(EXTRACTED MATERIAL Opens)

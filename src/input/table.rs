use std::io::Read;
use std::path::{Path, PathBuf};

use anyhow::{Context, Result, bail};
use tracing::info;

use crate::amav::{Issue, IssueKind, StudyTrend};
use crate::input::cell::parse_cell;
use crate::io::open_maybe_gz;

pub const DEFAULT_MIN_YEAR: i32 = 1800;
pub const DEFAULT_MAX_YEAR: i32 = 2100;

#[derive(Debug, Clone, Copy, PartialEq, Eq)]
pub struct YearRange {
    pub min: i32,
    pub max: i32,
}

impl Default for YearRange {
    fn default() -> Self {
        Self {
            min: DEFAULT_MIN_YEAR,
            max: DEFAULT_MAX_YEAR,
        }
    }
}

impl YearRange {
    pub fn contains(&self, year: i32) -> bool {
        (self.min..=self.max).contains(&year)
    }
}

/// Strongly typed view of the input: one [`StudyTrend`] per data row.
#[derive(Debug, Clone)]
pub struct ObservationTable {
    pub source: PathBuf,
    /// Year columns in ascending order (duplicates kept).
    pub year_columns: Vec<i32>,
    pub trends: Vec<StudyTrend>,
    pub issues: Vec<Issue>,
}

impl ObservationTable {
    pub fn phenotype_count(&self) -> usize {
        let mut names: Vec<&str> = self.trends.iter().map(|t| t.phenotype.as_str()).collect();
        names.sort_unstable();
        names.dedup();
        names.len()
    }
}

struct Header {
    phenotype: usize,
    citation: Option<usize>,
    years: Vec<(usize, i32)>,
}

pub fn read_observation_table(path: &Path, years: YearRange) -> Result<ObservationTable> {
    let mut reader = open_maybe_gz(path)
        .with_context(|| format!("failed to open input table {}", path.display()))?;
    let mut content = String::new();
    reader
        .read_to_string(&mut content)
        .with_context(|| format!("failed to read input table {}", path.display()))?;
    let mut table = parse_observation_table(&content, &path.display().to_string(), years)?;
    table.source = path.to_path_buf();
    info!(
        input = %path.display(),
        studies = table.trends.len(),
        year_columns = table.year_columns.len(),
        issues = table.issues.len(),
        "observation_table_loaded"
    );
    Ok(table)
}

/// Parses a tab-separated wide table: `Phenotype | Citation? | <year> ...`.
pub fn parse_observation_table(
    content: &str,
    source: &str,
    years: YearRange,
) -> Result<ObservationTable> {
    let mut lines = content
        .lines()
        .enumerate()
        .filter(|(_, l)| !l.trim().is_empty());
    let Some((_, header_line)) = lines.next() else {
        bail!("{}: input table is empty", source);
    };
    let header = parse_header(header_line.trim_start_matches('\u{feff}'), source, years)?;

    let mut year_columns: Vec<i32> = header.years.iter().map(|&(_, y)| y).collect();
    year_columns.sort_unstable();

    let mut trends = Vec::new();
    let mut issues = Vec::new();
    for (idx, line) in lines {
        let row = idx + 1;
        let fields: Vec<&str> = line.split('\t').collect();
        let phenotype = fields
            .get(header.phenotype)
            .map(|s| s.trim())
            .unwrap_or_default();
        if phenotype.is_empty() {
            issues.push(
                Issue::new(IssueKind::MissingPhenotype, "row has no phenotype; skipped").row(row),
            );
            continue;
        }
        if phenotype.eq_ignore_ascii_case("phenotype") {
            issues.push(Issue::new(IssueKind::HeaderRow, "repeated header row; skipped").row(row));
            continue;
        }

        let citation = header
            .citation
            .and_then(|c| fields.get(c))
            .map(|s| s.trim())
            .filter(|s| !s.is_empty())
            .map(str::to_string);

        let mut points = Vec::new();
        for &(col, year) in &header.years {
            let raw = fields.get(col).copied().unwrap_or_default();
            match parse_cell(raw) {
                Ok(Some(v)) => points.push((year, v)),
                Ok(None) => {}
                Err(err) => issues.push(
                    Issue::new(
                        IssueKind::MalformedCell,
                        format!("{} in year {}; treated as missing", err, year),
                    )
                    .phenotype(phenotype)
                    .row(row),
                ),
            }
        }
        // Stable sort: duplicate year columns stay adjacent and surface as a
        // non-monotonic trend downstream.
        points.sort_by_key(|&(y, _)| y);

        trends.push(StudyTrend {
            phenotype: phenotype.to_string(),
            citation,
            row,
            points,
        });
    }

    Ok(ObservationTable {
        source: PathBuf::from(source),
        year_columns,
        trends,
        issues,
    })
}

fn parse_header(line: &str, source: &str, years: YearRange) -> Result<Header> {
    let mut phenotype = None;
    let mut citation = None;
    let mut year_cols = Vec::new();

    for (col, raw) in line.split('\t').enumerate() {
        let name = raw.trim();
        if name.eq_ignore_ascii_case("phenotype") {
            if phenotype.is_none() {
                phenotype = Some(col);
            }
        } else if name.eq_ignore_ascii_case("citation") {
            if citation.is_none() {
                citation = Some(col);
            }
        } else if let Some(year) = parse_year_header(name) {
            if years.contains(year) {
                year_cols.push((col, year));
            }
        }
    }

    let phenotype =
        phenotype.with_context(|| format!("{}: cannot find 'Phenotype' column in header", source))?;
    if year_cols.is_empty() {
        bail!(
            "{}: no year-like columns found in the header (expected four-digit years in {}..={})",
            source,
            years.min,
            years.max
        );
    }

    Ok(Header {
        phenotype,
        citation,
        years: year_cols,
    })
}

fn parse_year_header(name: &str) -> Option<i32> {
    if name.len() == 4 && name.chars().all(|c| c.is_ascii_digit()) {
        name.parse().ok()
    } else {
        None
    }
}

(EXTRACTED MATERIAL Closes)
(EXTRACTED MATERIAL Opens)

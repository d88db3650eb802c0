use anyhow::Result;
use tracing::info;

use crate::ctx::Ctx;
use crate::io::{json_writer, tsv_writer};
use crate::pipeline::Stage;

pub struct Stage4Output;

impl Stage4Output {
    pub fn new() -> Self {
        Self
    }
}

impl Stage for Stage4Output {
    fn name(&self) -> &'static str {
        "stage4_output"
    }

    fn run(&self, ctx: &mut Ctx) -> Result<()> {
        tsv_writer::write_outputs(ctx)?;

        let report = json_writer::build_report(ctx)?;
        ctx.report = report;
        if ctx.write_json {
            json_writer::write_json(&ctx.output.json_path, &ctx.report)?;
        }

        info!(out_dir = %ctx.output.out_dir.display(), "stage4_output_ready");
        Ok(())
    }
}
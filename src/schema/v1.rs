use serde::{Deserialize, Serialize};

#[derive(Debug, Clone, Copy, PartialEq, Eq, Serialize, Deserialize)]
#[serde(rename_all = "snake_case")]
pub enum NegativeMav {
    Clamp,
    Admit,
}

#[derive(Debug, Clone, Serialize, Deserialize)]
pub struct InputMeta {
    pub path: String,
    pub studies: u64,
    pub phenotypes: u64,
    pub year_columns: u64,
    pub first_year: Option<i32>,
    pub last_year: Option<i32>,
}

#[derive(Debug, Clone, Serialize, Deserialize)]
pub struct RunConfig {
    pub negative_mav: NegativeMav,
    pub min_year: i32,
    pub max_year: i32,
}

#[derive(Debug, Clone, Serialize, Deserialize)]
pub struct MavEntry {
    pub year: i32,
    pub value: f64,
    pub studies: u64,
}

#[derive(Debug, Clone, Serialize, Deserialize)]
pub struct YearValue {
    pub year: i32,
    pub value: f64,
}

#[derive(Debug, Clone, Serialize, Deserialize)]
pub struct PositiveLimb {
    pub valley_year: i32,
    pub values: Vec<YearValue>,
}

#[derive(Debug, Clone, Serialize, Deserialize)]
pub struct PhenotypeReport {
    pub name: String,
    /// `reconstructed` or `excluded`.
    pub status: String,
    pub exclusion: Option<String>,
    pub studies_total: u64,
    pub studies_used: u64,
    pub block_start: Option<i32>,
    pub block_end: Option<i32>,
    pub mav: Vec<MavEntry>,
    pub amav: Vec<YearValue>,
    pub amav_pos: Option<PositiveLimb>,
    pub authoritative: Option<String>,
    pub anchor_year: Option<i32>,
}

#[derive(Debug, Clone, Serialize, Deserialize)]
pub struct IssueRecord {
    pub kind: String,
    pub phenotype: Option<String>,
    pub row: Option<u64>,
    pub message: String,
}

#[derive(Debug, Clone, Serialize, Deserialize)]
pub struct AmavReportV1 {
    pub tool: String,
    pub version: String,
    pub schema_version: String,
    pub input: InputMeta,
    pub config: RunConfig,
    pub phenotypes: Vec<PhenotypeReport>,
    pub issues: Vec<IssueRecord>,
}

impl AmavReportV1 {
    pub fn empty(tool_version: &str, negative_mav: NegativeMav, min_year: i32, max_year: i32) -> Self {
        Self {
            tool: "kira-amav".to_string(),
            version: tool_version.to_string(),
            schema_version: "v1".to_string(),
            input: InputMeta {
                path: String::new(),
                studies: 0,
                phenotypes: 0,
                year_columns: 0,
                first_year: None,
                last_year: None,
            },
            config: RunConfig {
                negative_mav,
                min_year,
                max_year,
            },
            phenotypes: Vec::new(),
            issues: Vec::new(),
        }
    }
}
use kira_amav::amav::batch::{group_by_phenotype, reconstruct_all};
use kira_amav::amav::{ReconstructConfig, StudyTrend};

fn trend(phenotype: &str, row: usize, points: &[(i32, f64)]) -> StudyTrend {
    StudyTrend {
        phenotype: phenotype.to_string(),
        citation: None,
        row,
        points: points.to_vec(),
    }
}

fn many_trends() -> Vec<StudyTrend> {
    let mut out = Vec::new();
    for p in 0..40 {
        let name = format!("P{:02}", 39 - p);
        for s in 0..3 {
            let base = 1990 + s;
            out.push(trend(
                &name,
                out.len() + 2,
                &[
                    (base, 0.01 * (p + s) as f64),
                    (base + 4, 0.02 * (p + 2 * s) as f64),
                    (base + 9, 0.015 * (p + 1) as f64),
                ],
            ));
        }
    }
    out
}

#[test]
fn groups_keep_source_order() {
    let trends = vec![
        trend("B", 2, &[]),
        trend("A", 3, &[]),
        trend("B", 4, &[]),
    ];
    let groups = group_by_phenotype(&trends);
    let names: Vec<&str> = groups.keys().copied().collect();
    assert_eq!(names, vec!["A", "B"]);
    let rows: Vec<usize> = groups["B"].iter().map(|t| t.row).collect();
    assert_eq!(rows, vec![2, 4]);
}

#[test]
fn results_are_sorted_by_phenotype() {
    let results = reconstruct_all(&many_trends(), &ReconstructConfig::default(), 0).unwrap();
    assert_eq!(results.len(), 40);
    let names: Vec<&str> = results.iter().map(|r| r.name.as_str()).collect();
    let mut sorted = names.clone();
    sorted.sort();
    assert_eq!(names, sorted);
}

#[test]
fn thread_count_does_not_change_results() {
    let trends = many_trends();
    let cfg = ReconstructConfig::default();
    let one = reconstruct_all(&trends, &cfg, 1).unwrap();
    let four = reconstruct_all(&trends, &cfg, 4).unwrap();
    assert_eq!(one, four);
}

(EXTRACTED MATERIAL Closes)

__TASK ITEM__.
Among the entries above, locate the lines containing "filename src/input/table.rs" and "#[derive(Debug, Clone, Copy, PartialEq, Eq)]", and transcribe exactly those two lines and all lines between.

__EXERCISE SOLUTION__.
filename src/input/table.rs
use std::io::Read;
use std::path::{Path, PathBuf};

use anyhow::{Context, Result, bail};
use tracing::info;

use crate::amav::{Issue, IssueKind, StudyTrend};
use crate::input::cell::parse_cell;
use crate::io::open_maybe_gz;

pub const DEFAULT_MIN_YEAR: i32 = 1800;
pub const DEFAULT_MAX_YEAR: i32 = 2100;

#[derive(Debug, Clone, Copy, PartialEq, Eq)]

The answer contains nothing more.